##### Data for review

// author: kodeholic (powered by Claude)
// MemoryStore - 프로세스 로컬 공유 저장소
//
// hash / list / counter / lease 를 각각 별도 락으로 보호한다.
// lease 만료는 run_expiry_ticker 가 주기적으로 스캔해서 구독자들에게 키 이름을 뿌린다
// (Redis 의 keyspace expired 알림과 같은 의미).

use async_trait::async_trait;
use std::collections::{HashMap, VecDeque};
use std::sync::{Arc, Mutex, RwLock};
use std::time::{Duration, Instant};
use tokio::sync::{mpsc, watch};
use tracing::{info, trace};

use crate::error::MatchResult;

use super::{ExpiredRx, SharedStore};

pub struct MemoryStore {
    hashes:      RwLock<HashMap<String, HashMap<String, String>>>,
    lists:       Mutex<HashMap<String, VecDeque<String>>>,
    counters:    Mutex<HashMap<String, i64>>,
    leases:      Mutex<HashMap<String, Instant>>,
    subscribers: Mutex<Vec<mpsc::UnboundedSender<String>>>,
}

impl MemoryStore {
    pub fn new() -> Self {
        trace!("Initializing MemoryStore");
        Self {
            hashes:      RwLock::new(HashMap::new()),
            lists:       Mutex::new(HashMap::new()),
            counters:    Mutex::new(HashMap::new()),
            leases:      Mutex::new(HashMap::new()),
            subscribers: Mutex::new(Vec::new()),
        }
    }

    /// 기한이 지난 lease 를 제거하고 구독자에게 알린다. 만료된 키 목록 반환
    pub fn expire_due(&self) -> Vec<String> {
        let now = Instant::now();
        let expired: Vec<String> = {
            let mut leases = self.leases.lock().unwrap();
            let keys: Vec<String> = leases.iter()
                .filter(|(_, deadline)| **deadline <= now)
                .map(|(k, _)| k.clone())
                .collect();
            for k in &keys {
                leases.remove(k);
            }
            keys
        };

        if !expired.is_empty() {
            let mut subs = self.subscribers.lock().unwrap();
            // 수신자가 닫힌 구독은 정리
            subs.retain(|tx| expired.iter().all(|k| tx.send(k.clone()).is_ok()));
        }
        expired
    }

    /// 현재 lease 수 (admin 조회용)
    pub fn lease_count(&self) -> usize {
        self.leases.lock().unwrap().len()
    }
}

impl Default for MemoryStore {
    fn default() -> Self {
        Self::new()
    }
}

#[async_trait]
impl SharedStore for MemoryStore {
    async fn hash_get_all(&self, key: &str) -> MatchResult<HashMap<String, String>> {
        Ok(self.hashes.read().unwrap().get(key).cloned().unwrap_or_default())
    }

    async fn hash_set(&self, key: &str, fields: &[(String, String)]) -> MatchResult<()> {
        let mut hashes = self.hashes.write().unwrap();
        let entry = hashes.entry(key.to_string()).or_default();
        for (f, v) in fields {
            entry.insert(f.clone(), v.clone());
        }
        Ok(())
    }

    async fn hash_create(&self, key: &str, fields: &[(String, String)]) -> MatchResult<bool> {
        let mut hashes = self.hashes.write().unwrap();
        if hashes.contains_key(key) {
            return Ok(false);
        }
        hashes.insert(key.to_string(), fields.iter().cloned().collect());
        Ok(true)
    }

    async fn hash_compare_and_set(
        &self,
        key:    &str,
        expect: &[(String, String)],
        fields: &[(String, String)],
    ) -> MatchResult<bool> {
        let mut hashes = self.hashes.write().unwrap();
        let Some(entry) = hashes.get_mut(key) else {
            return Ok(false);
        };
        if !fields_match(entry, expect) {
            return Ok(false);
        }
        for (f, v) in fields {
            entry.insert(f.clone(), v.clone());
        }
        Ok(true)
    }

    async fn hash_compare_and_delete(&self, key: &str, expect: &[(String, String)]) -> MatchResult<bool> {
        let mut hashes = self.hashes.write().unwrap();
        match hashes.get(key) {
            Some(entry) if fields_match(entry, expect) => {
                hashes.remove(key);
                Ok(true)
            }
            _ => Ok(false),
        }
    }

    async fn delete(&self, key: &str) -> MatchResult<bool> {
        let from_hash = self.hashes.write().unwrap().remove(key).is_some();
        let from_list = self.lists.lock().unwrap().remove(key).is_some();
        Ok(from_hash || from_list)
    }

    async fn list_push(&self, key: &str, value: &str) -> MatchResult<usize> {
        let mut lists = self.lists.lock().unwrap();
        let list = lists.entry(key.to_string()).or_default();
        list.push_back(value.to_string());
        Ok(list.len())
    }

    async fn list_pop(&self, key: &str) -> MatchResult<Option<String>> {
        let mut lists = self.lists.lock().unwrap();
        let popped = lists.get_mut(key).and_then(|l| l.pop_front());
        // Redis 와 동일하게 빈 리스트는 키째 사라진다
        if lists.get(key).map_or(false, |l| l.is_empty()) {
            lists.remove(key);
        }
        Ok(popped)
    }

    async fn list_peek(&self, key: &str) -> MatchResult<Option<String>> {
        Ok(self.lists.lock().unwrap().get(key).and_then(|l| l.front().cloned()))
    }

    async fn list_remove(&self, key: &str, value: &str) -> MatchResult<usize> {
        let mut lists = self.lists.lock().unwrap();
        let removed = match lists.get_mut(key) {
            Some(list) => {
                let before = list.len();
                list.retain(|v| v != value);
                before - list.len()
            }
            None => 0,
        };
        if lists.get(key).map_or(false, |l| l.is_empty()) {
            lists.remove(key);
        }
        Ok(removed)
    }

    async fn list_range(&self, key: &str) -> MatchResult<Vec<String>> {
        Ok(self.lists.lock().unwrap()
            .get(key)
            .map(|l| l.iter().cloned().collect())
            .unwrap_or_default())
    }

    async fn list_len(&self, key: &str) -> MatchResult<usize> {
        Ok(self.lists.lock().unwrap().get(key).map_or(0, |l| l.len()))
    }

    async fn incr(&self, key: &str) -> MatchResult<i64> {
        let mut counters = self.counters.lock().unwrap();
        let v = counters.entry(key.to_string()).or_insert(0);
        *v += 1;
        Ok(*v)
    }

    async fn set_lease(&self, key: &str, ttl: Duration) -> MatchResult<()> {
        self.leases.lock().unwrap().insert(key.to_string(), Instant::now() + ttl);
        Ok(())
    }

    async fn lease_remaining(&self, key: &str) -> MatchResult<Option<Duration>> {
        let now = Instant::now();
        Ok(self.leases.lock().unwrap()
            .get(key)
            .filter(|deadline| **deadline > now)
            .map(|deadline| deadline.saturating_duration_since(now)))
    }

    async fn clear_lease(&self, key: &str) -> MatchResult<()> {
        self.leases.lock().unwrap().remove(key);
        Ok(())
    }

    async fn scan_prefix(&self, prefix: &str) -> MatchResult<Vec<String>> {
        Ok(self.hashes.read().unwrap()
            .keys()
            .filter(|k| k.starts_with(prefix))
            .cloned()
            .collect())
    }

    async fn subscribe_expired(&self) -> MatchResult<ExpiredRx> {
        let (tx, rx) = mpsc::unbounded_channel();
        self.subscribers.lock().unwrap().push(tx);
        Ok(rx)
    }
}

fn fields_match(entry: &HashMap<String, String>, expect: &[(String, String)]) -> bool {
    expect.iter().all(|(f, v)| entry.get(f) == Some(v))
}

// ----------------------------------------------------------------------------
// [만료 티커] lease 만료 알림 발생기
// ----------------------------------------------------------------------------

pub async fn run_expiry_ticker(
    store:        Arc<MemoryStore>,
    tick:         Duration,
    mut shutdown: watch::Receiver<bool>,
) {
    let mut timer = tokio::time::interval(tick);
    timer.set_missed_tick_behavior(tokio::time::MissedTickBehavior::Skip);

    info!("[store] expiry ticker started (tick={:?})", tick);

    loop {
        tokio::select! {
            _ = timer.tick() => {
                let expired = store.expire_due();
                for key in &expired {
                    trace!("[store] lease expired key={}", key);
                }
            }
            _ = shutdown.changed() => break,
        }
    }

    info!("[store] expiry ticker stopped");
}
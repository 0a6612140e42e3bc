// author: kodeholic (powered by Claude)
// 협업 게이트웨이 WebSocket 프로토콜 ({op, d} 봉투)

pub mod error_code;
pub mod message;
pub mod opcode;
pub mod protocol;

pub use protocol::{ws_handler, AppState};
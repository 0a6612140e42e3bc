// author: kodeholic (powered by Claude)
// 매칭 API 핸들러 - 로직은 MatchService, 여기서는 헤더/본문 해석과 응답 변환만

use axum::{
    extract::State,
    http::{HeaderMap, StatusCode},
    response::{IntoResponse, Response},
    Json,
};
use tracing::trace;

use super::dto::{MatchQueued, MatchRequestBody};
use super::state::HttpState;
use super::{caller_id, error_response};

/// POST /match/request
pub async fn match_request(
    State(state): State<HttpState>,
    headers: HeaderMap,
    Json(body): Json<MatchRequestBody>,
) -> Response {
    let user_id = match caller_id(&headers) {
        Ok(uid) => uid,
        Err(e)  => return error_response(e),
    };
    trace!("[api] POST /match/request user={} body={:?}", user_id, body);

    match state.matching.request_match(&user_id, &body.difficulty, &body.topics).await {
        Ok(session_key) => Json(MatchQueued { status: "queued", session_key }).into_response(),
        Err(e)          => error_response(e),
    }
}

/// GET /match/status
pub async fn match_status(State(state): State<HttpState>, headers: HeaderMap) -> Response {
    let user_id = match caller_id(&headers) {
        Ok(uid) => uid,
        Err(e)  => return error_response(e),
    };

    match state.matching.status(&user_id).await {
        Ok(view) => Json(view).into_response(),
        Err(e)   => error_response(e),
    }
}

/// DELETE /match/cancel
pub async fn match_cancel(State(state): State<HttpState>, headers: HeaderMap) -> Response {
    let user_id = match caller_id(&headers) {
        Ok(uid) => uid,
        Err(e)  => return error_response(e),
    };

    match state.matching.cancel(&user_id).await {
        Ok(()) => Json(serde_json::json!({ "status": "cancelled" })).into_response(),
        Err(e) => error_response(e),
    }
}

/// POST /match/heartbeat
pub async fn match_heartbeat(State(state): State<HttpState>, headers: HeaderMap) -> Response {
    let user_id = match caller_id(&headers) {
        Ok(uid) => uid,
        Err(e)  => return error_response(e),
    };

    match state.matching.heartbeat(&user_id).await {
        Ok(()) => StatusCode::NO_CONTENT.into_response(),
        Err(e) => error_response(e),
    }
}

##########

» Required action
Output each line of the listing above that has "counters".

» Written answer
    counters:    Mutex<HashMap<String, i64>>,
            counters:    Mutex::new(HashMap::new()),
        let mut counters = self.counters.lock().unwrap();
        let v = counters.entry(key.to_string()).or_insert(0);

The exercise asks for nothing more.